|
|
STATISTICS CORNER |
|
Year : 2022 | Volume
: 34
| Issue : 2 | Page : 178-181 |
|
Statistical analysis of quantitative and qualitative variables—A quick glimpse
Sandhya Somasundaran
Department of Ophthalmology, Govt Medical College Kozhikode, Kerala, India
Date of Submission | 23-Feb-2022 |
Date of Decision | 10-May-2022 |
Date of Acceptance | 15-May-2022 |
Date of Web Publication | 30-Aug-2022 |
Correspondence Address: Dr. Sandhya Somasundaran Department of Ophthalmology, Govt Medical College Kozhikode, Kerala India
 Source of Support: None, Conflict of Interest: None  | Check |
DOI: 10.4103/kjo.kjo_37_22
How to cite this article: Somasundaran S. Statistical analysis of quantitative and qualitative variables—A quick glimpse. Kerala J Ophthalmol 2022;34:178-81 |
Karl Pearson, one of the founding fathers of statistics, once said—”Statistics is the grammar of science.” Just like we need good grammar for effective communication, we also need proper statistics for advancing science.[1],[2]
In previous issues, we dealt with types of variables and risk. In this issue, we will be dealing with the analysis of both quantitative and qualitative variables [Figure 1] and [Figure 2]. | Figure 2: Analysis of correlation between quantitative variables and analysis of qualitataive variables
Click here to view |
Analysis of Quantitative Variables | |  |
Normality tests
The distribution of continuous quantitative variables should be checked. This can be performed with charts (histogram, Q-Q plots, or box plot) or with statistical tests (Kolmogrov–Smirnov or Shapiro–Wilk test). In normal distributions, we compare the mean using parametric tests. In non-normal distributions, the median is compared using parametric tests.[3]
Descriptive statistics
In descriptive statistics, we describe the baseline parameters of the study groups. We use mean and standard deviation to describe the data in normal distributions. For non-normal distributions, median and interquartile range are a better measure.
Analytic statistics[1],[2],[3],[4]
Analytic tests can be carried out for finding:
- Difference between two groups [Figure 1]
- Correlation between variables.
Parametric tests
Difference between the means
- Comparing two groups—T-tests
- Comparing more than 2 groups—analysis of variance (ANOVA)
Both T-tests and ANOVA can be performed only if the data fulfills the following assumptions:
- Data is quantitative
- Variables are normally distributed.
- Samples are random
- Variance is equal in all samples[1],[2],[5]
T-test
There are 2 types of T-tests:
- Unpaired T-test—two unrelated samples
- Paired T-test—two related samples (before and after)
Unpaired T-test
This is sub-divided into one-sample T-test and two-sample T-test.

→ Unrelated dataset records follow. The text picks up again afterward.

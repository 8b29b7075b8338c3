//! Toast Notification Component
//!
//! Shows success and error messages.

use leptos::*;

use crate::state::use_global_state;

/// Toast notification container
#[component]
pub fn Toast() -> impl IntoView {
    let state = use_global_state();

    view! {
        <div class="fixed bottom-4 right-4 z-50 space-y-2">
            {move || {
                state.success.get().map(|msg| view! {
                    <ToastMessage message=msg variant=ToastVariant::Success />
                })
            }}

            {move || {
                state.error.get().map(|msg| view! {
                    <ToastMessage message=msg variant=ToastVariant::Error />
                })
            }}
        </div>
    }
}

#[derive(Clone, Copy)]
enum ToastVariant {
    Success,
    Error,
}

#[component]
fn ToastMessage(
    #[prop(into)]
    message: String,
    variant: ToastVariant,
) -> impl IntoView {
    let (icon, bg_class) = match variant {
        ToastVariant::Success => ("✓", "bg-green-600"),
        ToastVariant::Error => ("✕", "bg-red-600"),
    };

    view! {
        <div class=format!(
            "flex items-center space-x-3 {} text-white px-4 py-3 rounded-lg shadow-lg",
            bg_class
        )>
            <span class="text-lg">{icon}</span>
            <span class="text-sm font-medium">{message}</span>
        </div>
    }
}
//! Configuration System
//!
//! Handles loading configuration from files and environment variables.
//! Supports TOML config files and environment variable overrides.

use serde::Deserialize;
use std::path::{Path, PathBuf};

/// Main configuration structure
#[derive(Debug, Clone, Default, Deserialize)]
pub struct Config {
    #[serde(default)]
    pub api: ApiConfig,

    #[serde(default)]
    pub session: SessionConfig,

    #[serde(default)]
    pub logging: LoggingConfig,
}

/// REST backend connection
#[derive(Debug, Clone, Deserialize)]
pub struct ApiConfig {
    #[serde(default = "default_api_url")]
    pub url: String,

    #[serde(default = "default_request_timeout")]
    pub request_timeout_secs: u64,
}

fn default_api_url() -> String {
    "http://localhost:8000".to_string()
}

fn default_request_timeout() -> u64 {
    30
}

impl Default for ApiConfig {
    fn default() -> Self {
        Self {
            url: default_api_url(),
            request_timeout_secs: default_request_timeout(),
        }
    }
}

/// Where the login token is kept between invocations
#[derive(Debug, Clone, Deserialize)]
pub struct SessionConfig {
    #[serde(default = "default_session_file")]
    pub file: String,
}

fn default_session_file() -> String {
    dirs::data_local_dir()
        .map(|p| p.join("recipe-manager").join("session").to_string_lossy().to_string())
        .unwrap_or_else(|| "./.recipe-session".to_string())
}

impl Default for SessionConfig {
    fn default() -> Self {
        Self {
            file: default_session_file(),
        }
    }
}

/// Logging configuration
#[derive(Debug, Clone, Deserialize)]
pub struct LoggingConfig {
    #[serde(default = "default_log_level")]
    pub level: String,

    #[serde(default = "default_log_format")]
    pub format: String,
}

fn default_log_level() -> String {
    "info".to_string()
}

fn default_log_format() -> String {
    "pretty".to_string()
}

impl Default for LoggingConfig {
    fn default() -> Self {
        Self {
            level: default_log_level(),
            format: default_log_format(),
        }
    }
}

impl Config {
    /// Load configuration from a file
    pub fn load(path: &Path) -> Result<Self, ConfigError> {
        let content = std::fs::read_to_string(path).map_err(|e| ConfigError::Io {
            path: path.to_path_buf(),
            error: e.to_string(),
        })?;

        Self::parse(&content).map_err(|error| ConfigError::Parse {
            path: path.to_path_buf(),
            error,
        })
    }

    fn parse(content: &str) -> Result<Self, String> {
        toml::from_str(content).map_err(|e| e.to_string())
    }

    /// Load configuration from environment variables only
    pub fn from_env() -> Self {
        let mut config = Config::default();
        config.apply_env_overrides();
        config
    }

    /// Load configuration with environment variable overrides
    pub fn load_with_env(path: &Path) -> Result<Self, ConfigError> {
        let mut config = Self::load(path)?;
        config.apply_env_overrides();
        Ok(config)
    }

    /// Load from default locations or environment
    pub fn load_default() -> Self {
        let config_paths = [
            dirs::config_dir().map(|p| p.join("recipe-manager").join("config.toml")),
            Some(PathBuf::from("/etc/recipe-manager/config.toml")),
            Some(PathBuf::from("./config.toml")),
        ];

        for path_opt in config_paths.iter().flatten() {
            if path_opt.exists() {
                match Self::load_with_env(path_opt) {
                    Ok(config) => {
                        tracing::debug!("Loaded config from {:?}", path_opt);
                        return config;
                    }
                    Err(e) => {
                        tracing::warn!("Failed to load config from {:?}: {}", path_opt, e);
                    }
                }
            }
        }

        tracing::debug!("Using default config with environment overrides");
        Self::from_env()
    }

    /// Apply environment variable overrides to an existing config
    fn apply_env_overrides(&mut self) {
        self.apply_overrides(|key| std::env::var(key).ok());
    }

    fn apply_overrides(&mut self, lookup: impl Fn(&str) -> Option<String>) {
        if let Some(url) = lookup("RECIPE_API_URL") {
            self.api.url = url;
        }
        if let Some(timeout) = lookup("RECIPE_API_TIMEOUT_SECS") {
            if let Ok(t) = timeout.parse() {
                self.api.request_timeout_secs = t;
            }
        }

        if let Some(file) = lookup("RECIPE_SESSION_FILE") {
            self.session.file = file;
        }

        if let Some(level) = lookup("RECIPE_LOG_LEVEL") {
            self.logging.level = level;
        }
        if let Some(format) = lookup("RECIPE_LOG_FORMAT") {
            self.logging.format = format;
        }
    }
}

/// Configuration errors
#[derive(Debug, thiserror::Error)]
pub enum ConfigError {
    #[error("Failed to read config file {path:?}: {error}")]
    Io { path: PathBuf, error: String },

    #[error("Failed to parse config file {path:?}: {error}")]
    Parse { path: PathBuf, error: String },
}

/// Generate a default config file content
pub fn generate_default_config() -> String {
    r#"# Recipe Manager Configuration
#
# Environment variables override these settings:
# - RECIPE_API_URL
# - RECIPE_API_TIMEOUT_SECS
# - RECIPE_SESSION_FILE
# - RECIPE_LOG_LEVEL
# - RECIPE_LOG_FORMAT

[api]
# Recipe backend base URL
url = "http://localhost:8000"

# Request timeout in seconds
request_timeout_secs = 30

[session]
# File holding the login token (a leading ~/ means the home directory)
file = "~/.local/share/recipe-manager/session"

[logging]
# Log level: trace, debug, info, warn, error
level = "info"

# Log format: pretty or json
format = "pretty"
"#
    .to_string()
}

#[cfg(test)]
mod tests {
    use super::*;
    use std::collections::HashMap;

    #[test]
    fn test_defaults() {
        let config = Config::default();
        assert_eq!(config.api.url, "http://localhost:8000");
        assert_eq!(config.api.request_timeout_secs, 30);
        assert_eq!(config.logging.format, "pretty");
    }

    #[test]
    fn test_partial_file_keeps_defaults() {
        let config = Config::parse("[api]\nurl = \"http://recipes.local\"\n").unwrap();
        assert_eq!(config.api.url, "http://recipes.local");
        assert_eq!(config.api.request_timeout_secs, 30);
        assert_eq!(config.logging.level, "info");
    }

    #[test]
    fn test_generated_config_parses() {
        let config = Config::parse(&generate_default_config()).unwrap();
        assert_eq!(config.api.url, "http://localhost:8000");
    }

    #[test]
    fn test_env_overrides() {
        let env: HashMap<&str, &str> = [
            ("RECIPE_API_URL", "https://api.example.com"),
            ("RECIPE_API_TIMEOUT_SECS", "not-a-number"),
            ("RECIPE_LOG_FORMAT", "json"),
        ]
        .into_iter()
        .collect();

        let mut config = Config::default();
        config.apply_overrides(|key| env.get(key).map(|v| v.to_string()));

        assert_eq!(config.api.url, "https://api.example.com");
        assert_eq!(config.api.request_timeout_secs, 30);
        assert_eq!(config.logging.format, "json");
    }

    #[test]
    fn test_load_from_file() {
        let dir = tempfile::tempdir().unwrap();
        let path = dir.path().join("config.toml");
        std::fs::write(&path, "[session]\nfile = \"/tmp/token\"\n").unwrap();

        let config = Config::load(&path).unwrap();
        assert_eq!(config.session.file, "/tmp/token");

        let missing = Config::load(&dir.path().join("missing.toml")).unwrap_err();
        assert!(matches!(missing, ConfigError::Io { .. }));
    }

    #[test]
    fn test_generated_session_file_lands_in_home() {
        let Some(home) = dirs::home_dir() else {
            return;
        };
        let dir = tempfile::tempdir().unwrap();
        let path = dir.path().join("config.toml");
        std::fs::write(&path, generate_default_config()).unwrap();

        let config = Config::load(&path).unwrap();
        let store = crate::session::SessionStore::new(&config.session.file);

        assert!(store.path().starts_with(&home));
        assert!(!store.path().starts_with("~"));
    }
}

- The one-sample T-test compares the mean of a sample population to its standard value, for example, comparing for mean hemoglobin values of a group of diabetic patients to a standard value of 13.
- The two-sample T-test compares the means of two unrelated samples, for example, comparing central foveal thickness in two groups (bevacizumab group and ranibizumab group).
Paired T-test
This test is used when there are two related samples, for example, comparing the intraocular pressure before and after exercise.
2. ANOVA
ANOVA is used to detect the difference in means between three or more independent groups. There are three types of ANOVA:
- One-way ANOVA: It can detect the difference in means between three or more groups, for example, comparing central foveal thickness measurement in three intravitreal injection groups—bevacizumab, ranibizumab, and aflibercept.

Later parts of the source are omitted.